The LKL All-Star Game is the All-Star Game of the professional Lithuanian Basketball League (LKL). The game is held once every year. The participants of the game are chosen in two ways: the first is via fan ballot, with the leading vote recipients at each position starting the game; secondly the reserves are chosen by a vote among the head coaches of each squad. Coaches are not allowed to vote for their own players. If a player is injured, and cannot participate, the league's commissioner will select a replacement.

Features
The All-Star Game is played under normal FIBA rules, but there are notable differences from an average game.

The player introductions are usually accompanied by a significant amount of fanfare, including lighting effects, dance music, and pyrotechnics. Special uniforms are designed for the game each year, usually green for the Lithuanians, and white for the Time Team (non Lithuanians). A major recording artist typically sings the national anthem, prior to tip-off.
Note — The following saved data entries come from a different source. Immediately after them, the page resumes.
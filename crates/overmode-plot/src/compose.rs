//! Figure composition: heatmap, quiver, and outline layers.

use std::path::Path;

use ndarray::Array1;
use plotters::coord::cartesian::Cartesian2d;
use plotters::coord::types::RangedCoordf64;
use plotters::prelude::*;

use overmode_core::geometry::common_viewport;
use overmode_core::types::{ElectricalFieldMap, Extent2, OpticalModeMap, ShapeMap};

use crate::theme::Theme;
use crate::PlotError;

const FIGURE_SIZE: (u32, u32) = (1100, 850);
/// Quiver arrows are scaled by 2x the field's own maximum, so the
/// longest arrow spans half an arrow-unit.
const QUIVER_SCALE_FACTOR: f64 = 2.0;
/// Target number of quiver arrows along the longer grid axis.
const QUIVER_TARGET: usize = 24;

fn draw_err<E: std::fmt::Display>(e: E) -> PlotError {
    PlotError::Draw(e.to_string())
}

/// Render both figures on the shared common viewport.
///
/// `z_max_um`, when set, additionally caps the top of the viewport (the
/// region of interest ends at the top of the waveguide stack).
pub fn render_figures(
    electrical: &ElectricalFieldMap,
    optical: &OpticalModeMap,
    shapes: &ShapeMap,
    z_max_um: Option<f64>,
    overlay_path: &Path,
    mode_path: &Path,
) -> Result<(), PlotError> {
    let mut viewport =
        common_viewport(&electrical.extent, &optical.extent).ok_or(PlotError::EmptyViewport)?;
    if let Some(z_max) = z_max_um {
        viewport.z_max = viewport.z_max.min(z_max);
        if viewport.is_empty() {
            return Err(PlotError::EmptyViewport);
        }
    }

    render_overlay(electrical, optical, shapes, &viewport, overlay_path, &Theme::dark())?;
    render_mode(optical, shapes, &viewport, mode_path, &Theme::light())?;
    Ok(())
}

/// Dark combined figure: optical intensity heatmap, electrical quiver,
/// structure outlines.
pub fn render_overlay(
    electrical: &ElectricalFieldMap,
    optical: &OpticalModeMap,
    shapes: &ShapeMap,
    viewport: &Extent2,
    path: &Path,
    theme: &Theme,
) -> Result<(), PlotError> {
    let root = BitMapBackend::new(path, FIGURE_SIZE).into_drawing_area();
    root.fill(&theme.background).map_err(draw_err)?;

    let caption = format!(
        "Mode intensity and DC field (λ = {:.3} µm, n_eff = {:.3})",
        optical.wavelength_um, optical.neff
    );
    let mut chart = ChartBuilder::on(&root)
        .margin(24)
        .caption(caption.as_str(), ("sans-serif", 24).into_font().color(&theme.foreground))
        .x_label_area_size(46)
        .y_label_area_size(60)
        .build_cartesian_2d(viewport.x_min..viewport.x_max, viewport.z_min..viewport.z_max)
        .map_err(draw_err)?;

    chart
        .configure_mesh()
        .disable_mesh()
        .x_desc("x (µm)")
        .y_desc("z (µm)")
        .label_style(("sans-serif", 15).into_font().color(&theme.foreground))
        .axis_style(&theme.foreground)
        .draw()
        .map_err(draw_err)?;

    draw_heatmap(&mut chart, optical, viewport, theme)?;
    draw_quiver(&mut chart, electrical, viewport, theme)?;
    draw_outlines(&mut chart, shapes, viewport, theme)?;

    root.present().map_err(draw_err)?;
    log::info!("overlay figure written to {}", path.display());
    Ok(())
}

/// Light optical-only figure: intensity heatmap and structure outlines.
pub fn render_mode(
    optical: &OpticalModeMap,
    shapes: &ShapeMap,
    viewport: &Extent2,
    path: &Path,
    theme: &Theme,
) -> Result<(), PlotError> {
    let root = BitMapBackend::new(path, FIGURE_SIZE).into_drawing_area();
    root.fill(&theme.background).map_err(draw_err)?;

    let caption = format!(
        "Mode intensity (λ = {:.3} µm, n_eff = {:.3})",
        optical.wavelength_um, optical.neff
    );
    let mut chart = ChartBuilder::on(&root)
        .margin(24)
        .caption(caption.as_str(), ("sans-serif", 24).into_font().color(&theme.foreground))
        .x_label_area_size(46)
        .y_label_area_size(60)
        .build_cartesian_2d(viewport.x_min..viewport.x_max, viewport.z_min..viewport.z_max)
        .map_err(draw_err)?;

    chart
        .configure_mesh()
        .disable_mesh()
        .x_desc("x (µm)")
        .y_desc("z (µm)")
        .label_style(("sans-serif", 15).into_font().color(&theme.foreground))
        .axis_style(&theme.foreground)
        .draw()
        .map_err(draw_err)?;

    draw_heatmap(&mut chart, optical, viewport, theme)?;
    draw_outlines(&mut chart, shapes, viewport, theme)?;

    root.present().map_err(draw_err)?;
    log::info!("mode figure written to {}", path.display());
    Ok(())
}

type Chart2<'a, 'b> = ChartContext<'a, BitMapBackend<'b>, Cartesian2d<RangedCoordf64, RangedCoordf64>>;

/// One filled rectangle per native-grid cell, clamped to the viewport.
fn draw_heatmap(
    chart: &mut Chart2,
    optical: &OpticalModeMap,
    viewport: &Extent2,
    theme: &Theme,
) -> Result<(), PlotError> {
    let x_edges = cell_edges(&optical.x);
    let z_edges = cell_edges(&optical.z);

    let mut cells = Vec::new();
    for ((i, j), &value) in optical.intensity.indexed_iter() {
        let (x0, x1) = (x_edges[i], x_edges[i + 1]);
        let (z0, z1) = (z_edges[j], z_edges[j + 1]);
        if x1 <= viewport.x_min
            || x0 >= viewport.x_max
            || z1 <= viewport.z_min
            || z0 >= viewport.z_max
        {
            continue;
        }
        let x0 = x0.max(viewport.x_min);
        let x1 = x1.min(viewport.x_max);
        let z0 = z0.max(viewport.z_min);
        let z1 = z1.min(viewport.z_max);
        cells.push(Rectangle::new(
            [(x0, z0), (x1, z1)],
            theme.intensity_colour(value).filled(),
        ));
    }
    chart.draw_series(cells).map_err(draw_err)?;
    Ok(())
}

/// Subsampled arrows for the in-plane electrical field.
fn draw_quiver(
    chart: &mut Chart2,
    electrical: &ElectricalFieldMap,
    viewport: &Extent2,
    theme: &Theme,
) -> Result<(), PlotError> {
    let max_mag = electrical
        .magnitude
        .iter()
        .copied()
        .fold(f64::NEG_INFINITY, f64::max);
    if !(max_mag > 0.0) {
        log::warn!("electrical field is zero everywhere; skipping quiver layer");
        return Ok(());
    }

    let nx = electrical.x.len();
    let nz = electrical.z.len();
    let step = (nx.max(nz) / QUIVER_TARGET).max(1);
    // An arrow at full field strength spans half an arrow-unit.
    let unit = viewport.width().min(viewport.height()) / QUIVER_TARGET as f64;
    let scale = unit / (QUIVER_SCALE_FACTOR * max_mag);

    let style = ShapeStyle {
        color: theme.quiver.to_rgba(),
        filled: false,
        stroke_width: 1,
    };

    let mut arrows = Vec::new();
    for i in (0..nx).step_by(step) {
        for j in (0..nz).step_by(step) {
            let (x, z) = (electrical.x[i], electrical.z[j]);
            if x < viewport.x_min || x > viewport.x_max || z < viewport.z_min || z > viewport.z_max
            {
                continue;
            }
            let dx = electrical.ex[[i, j]] * scale;
            let dz = electrical.ez[[i, j]] * scale;
            if dx == 0.0 && dz == 0.0 {
                continue;
            }
            arrows.push(PathElement::new(arrow_polyline(x, z, dx, dz), style));
        }
    }
    chart.draw_series(arrows).map_err(draw_err)?;
    Ok(())
}

/// Outline rectangle per resolved structure, clamped to the viewport.
/// Structures entirely outside the viewport are clipped away.
fn draw_outlines(
    chart: &mut Chart2,
    shapes: &ShapeMap,
    viewport: &Extent2,
    theme: &Theme,
) -> Result<(), PlotError> {
    let style = ShapeStyle {
        color: theme.outline.to_rgba(),
        filled: false,
        stroke_width: 2,
    };

    let mut outlines = Vec::new();
    for (name, extent) in shapes {
        let clipped = extent.intersection(viewport);
        if clipped.is_empty() {
            log::debug!("structure '{name}' lies outside the viewport");
            continue;
        }
        outlines.push(Rectangle::new(
            [(clipped.x_min, clipped.z_min), (clipped.x_max, clipped.z_max)],
            style,
        ));
    }
    chart.draw_series(outlines).map_err(draw_err)?;
    Ok(())
}

/// Cell boundaries for a (possibly non-uniform) coordinate axis:
/// midpoints between samples, extrapolated half a step at the ends.
fn cell_edges(coords: &Array1<f64>) -> Vec<f64> {
    let n = coords.len();
    if n == 1 {
        return vec![coords[0] - 0.5, coords[0] + 0.5];
    }
    let mut edges = Vec::with_capacity(n + 1);
    edges.push(coords[0] - (coords[1] - coords[0]) / 2.0);
    for i in 1..n {
        edges.push((coords[i - 1] + coords[i]) / 2.0);
    }
    edges.push(coords[n - 1] + (coords[n - 1] - coords[n - 2]) / 2.0);
    edges
}

/// Shaft plus two head barbs, centred on the sample point.
fn arrow_polyline(x: f64, z: f64, dx: f64, dz: f64) -> Vec<(f64, f64)> {
    let tail = (x - dx / 2.0, z - dz / 2.0);
    let tip = (x + dx / 2.0, z + dz / 2.0);

    // Barbs: the reversed direction rotated by ±30 degrees, 30 % length.
    let (bx, bz) = (-dx * 0.3, -dz * 0.3);
    let (sin, cos) = (30.0_f64.to_radians().sin(), 30.0_f64.to_radians().cos());
    let left = (tip.0 + bx * cos - bz * sin, tip.1 + bx * sin + bz * cos);
    let right = (tip.0 + bx * cos + bz * sin, tip.1 - bx * sin + bz * cos);

    vec![tail, tip, left, tip, right]
}

#[cfg(test)]
mod tests {
    use super::*;
    use approx::assert_relative_eq;
    use ndarray::{array, Array2};
    use std::collections::BTreeMap;

    fn field_map(extent: Extent2) -> ElectricalFieldMap {
        ElectricalFieldMap {
            x: array![extent.x_min, extent.x_max],
            z: array![extent.z_min, extent.z_max],
            ex: Array2::ones((2, 2)),
            ez: Array2::zeros((2, 2)),
            magnitude: Array2::ones((2, 2)),
            extent,
            bias_index: None,
        }
    }

    fn mode_map(extent: Extent2) -> OpticalModeMap {
        OpticalModeMap {
            x: array![extent.x_min, extent.x_max],
            z: array![extent.z_min, extent.z_max],
            intensity: Array2::ones((2, 2)),
            extent,
            neff: 2.58,
            wavelength_um: 1.55,
        }
    }

    #[test]
    fn disjoint_extents_yield_an_empty_viewport_error() {
        let electrical = field_map(Extent2::new(0.0, 1.0, 0.0, 1.0));
        let optical = mode_map(Extent2::new(2.0, 3.0, 0.0, 1.0));
        let dir = tempfile::tempdir().unwrap();

        let err = render_figures(
            &electrical,
            &optical,
            &BTreeMap::new(),
            None,
            &dir.path().join("overlay.png"),
            &dir.path().join("mode.png"),
        )
        .unwrap_err();
        assert!(matches!(err, PlotError::EmptyViewport));
        assert!(!dir.path().join("overlay.png").exists());
    }

    #[test]
    fn z_cap_below_the_viewport_floor_is_an_empty_viewport_error() {
        let extent = Extent2::new(0.0, 1.0, 0.5, 1.0);
        let electrical = field_map(extent);
        let optical = mode_map(extent);
        let dir = tempfile::tempdir().unwrap();

        let err = render_figures(
            &electrical,
            &optical,
            &BTreeMap::new(),
            Some(0.2),
            &dir.path().join("overlay.png"),
            &dir.path().join("mode.png"),
        )
        .unwrap_err();
        assert!(matches!(err, PlotError::EmptyViewport));
    }

    #[test]
    fn cell_edges_bracket_every_sample() {
        let coords = array![0.0, 1.0, 3.0];
        let edges = cell_edges(&coords);
        assert_eq!(edges.len(), 4);
        assert_relative_eq!(edges[0], -0.5);
        assert_relative_eq!(edges[1], 0.5);
        assert_relative_eq!(edges[2], 2.0);
        assert_relative_eq!(edges[3], 4.0);
        for (i, &c) in coords.iter().enumerate() {
            assert!(edges[i] <= c && c <= edges[i + 1]);
        }
    }

    #[test]
    fn single_sample_axis_gets_a_unit_cell() {
        let edges = cell_edges(&array![2.0]);
        assert_eq!(edges, vec![1.5, 2.5]);
    }

    #[test]
    fn arrow_polyline_is_centred_on_the_sample() {
        let pts = arrow_polyline(1.0, 2.0, 0.4, 0.0);
        let (tail, tip) = (pts[0], pts[1]);
        assert_relative_eq!(tail.0, 0.8);
        assert_relative_eq!(tip.0, 1.2);
        assert_relative_eq!((tail.0 + tip.0) / 2.0, 1.0);
        assert_relative_eq!((tail.1 + tip.1) / 2.0, 2.0);
        // barbs point back from the tip
        assert!(pts[2].0 < tip.0 && pts[4].0 < tip.0);
    }
}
Game play usually involves players attempting spectacular slam dunks and alley oops. Defensive effort is limited, and the final score of the game is generally much higher than an average LKL game. The coaches also try to give most of the reserve players some playing time on the court, instead of using a limited rotation, as they would in a normal game. The fourth quarter of the game is often played in a more competitive fashion, if the game is close.

Halftime is also longer than a typical LKL game, due to musical performances, by various artists.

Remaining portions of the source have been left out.